While Meng does not have many kits on the market, they have quickly gained the respect of many modelers for the exquisite detail of their kits. They continue their trend of releasing very interesting, modern subjects. The High Mobility Vehicle, manufactured by the GAZ group of Russia, is a multi-purpose, diesel-powered patrol vehicle. It first premiered in 2001 and pilot production started in 2004. It serves in the Russian Army and paramilitary police units and has some customers around the world. The Tiger kit has seven sprues molded in green plastic, one decal sheet, clear parts, five tires, and the hull and chassis of the vehicle. Some customers have reported some problems with the rear door frame of the body being smashed in shipping. No problems here. The quality of the molding is outstanding with very little in the way of flash.
As with most soft skin vehicles, the instructions begin with the chassis. The drive train is included but there is no engine. Since only the bottom half of the transmission can be seen, the top half is not included. The transmission is hollow on one side, so pay close attention to the instructions to make sure the drive shafts and differentials are facing the right direction – they should be facing toward the floor of the cab. There were no problems with the first couple of steps of the chassis. However, when it came to building the axles, there were some challenges. In Step Five, you build the suspension units. Unfortunately, Meng decided to illustrate this step with very dark drawings. The suspension arms have connection points that do not show up in the drawings. It’s very easy to install these incorrectly which, in turn, makes the wheel hubs very difficult to install. Test fit the suspension arms and study the pieces to make certain that they are installed correctly. The only other issue with the chassis and the undercarriage is the color callouts. A portion of the bottom of the vehicle is painted black. One can only assume that the remaining portion of the vehicle is painted Russian Green.

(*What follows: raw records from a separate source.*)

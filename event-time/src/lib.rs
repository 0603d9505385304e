//! Date/time handling for event records: normalizing what organizers type
//! into event forms, masking form input as it is typed, and exporting
//! stored events as iCalendar.

mod date;
mod error;
mod form;
mod structs;
mod time;

#[cfg(feature = "ics")]
mod ics;

pub use date::{format_date_input, format_display_date, normalize_date, parse_date};
pub use error::{Error, Result};
pub use form::{EventForm, EventInput, FieldError, FormErrors};
pub use structs::{Calendar, Event};
pub use time::{
    format_time_input, format_time_range, normalize_time, parse_clock, validate_time,
};

#[cfg(feature = "ics")]
pub use crate::ics::{ics_filename, to_icalendar, IcsSettings, CONTENT_TYPE};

Once the chassis is complete, the passenger compartment and the body are next. The vehicle has a full interior that is nicely detailed with a plethora of spare ammunition cans for the vehicle’s weapons. The dashboard is a nice approximation to the actual vehicle, and Meng includes decals for the all of the instruments. Speaking of decals, this is an unusual vehicle in that the interior has a camouflage scheme. Thankfully, Meng provides a complete set of decals for the interior. Some are applied to the rear fenders and the cab. The instructions are not particularly clear when it comes to applying the decals to the fenders. Given the size and shape of some of these decals, I cut some of them in half to ease application. There are a fair number of windows in the vehicle that were dipped in Future floor polish before they were glued onto the kit.
Once the interior is complete, the body is attached to the chassis. It’s a pretty good fit and really doesn’t need any glue to keep it down, though I elected to glue select attachment points so it wouldn’t fall off during the final steps of assembly. When it came time to attach the doors, unfortunately, I had trouble keeping the driver’s door flush with the frame. I am not sure if there was some warping or what, but the door kept popping out of the frame. The remaining pieces went on without a problem, though some of the clear pieces were eaten by the carpet monster and I needed to use Krystal Clear as a substitute. According to the instructions, the tow cable and tools remain off of the parade version, but I elected to keep the pioneer tools in place to offset the monochromatic finish. The wheels are vinyl and attach to the hubs easily. The Tiger’s armament is very delicate, so remove from the sprue with care. I left the top hatch open, as well as the two back doors. The hinges are tiny, but with careful application of glue they should remain in place.
The color callouts are for Vallejo paint. I substituted Vallejo with Tamiya colors, where possible. There are two schemes, a camouflaged pattern and a monochrome Russian Green version that appears in the annual military parades in front of the Kremlin. I chose the parade version. I have some of the new Italeri acrylic model paint, so I elected to use that for the exterior color – Flat Russian Armor Green. I’ve used this before with mixed results. It’s very thick and requires a great deal of thinning before you can shoot it out of an airbrush. The interior colors are not well defined, but where interior colors were needed I used flat black for the dash and substituted Vallejo Grayblue for Tamiya Light Sea Grey (XF-25) which appears to be a pretty close match from the photographs that I have seen. I coated it with Future and the decals went on without a problem. To cut down on the gloss, I gave it a flat finish with Testor’s flat varnish.
Meng continues to produce a wide range of modern vehicles that are well engineered but take some patience to put together, given the high parts count. While portions of the instructions were not as well defined as they should, this was a very nice kit to put together. My thanks to Meng Models and IPMS for giving me the opportunity to review this kit.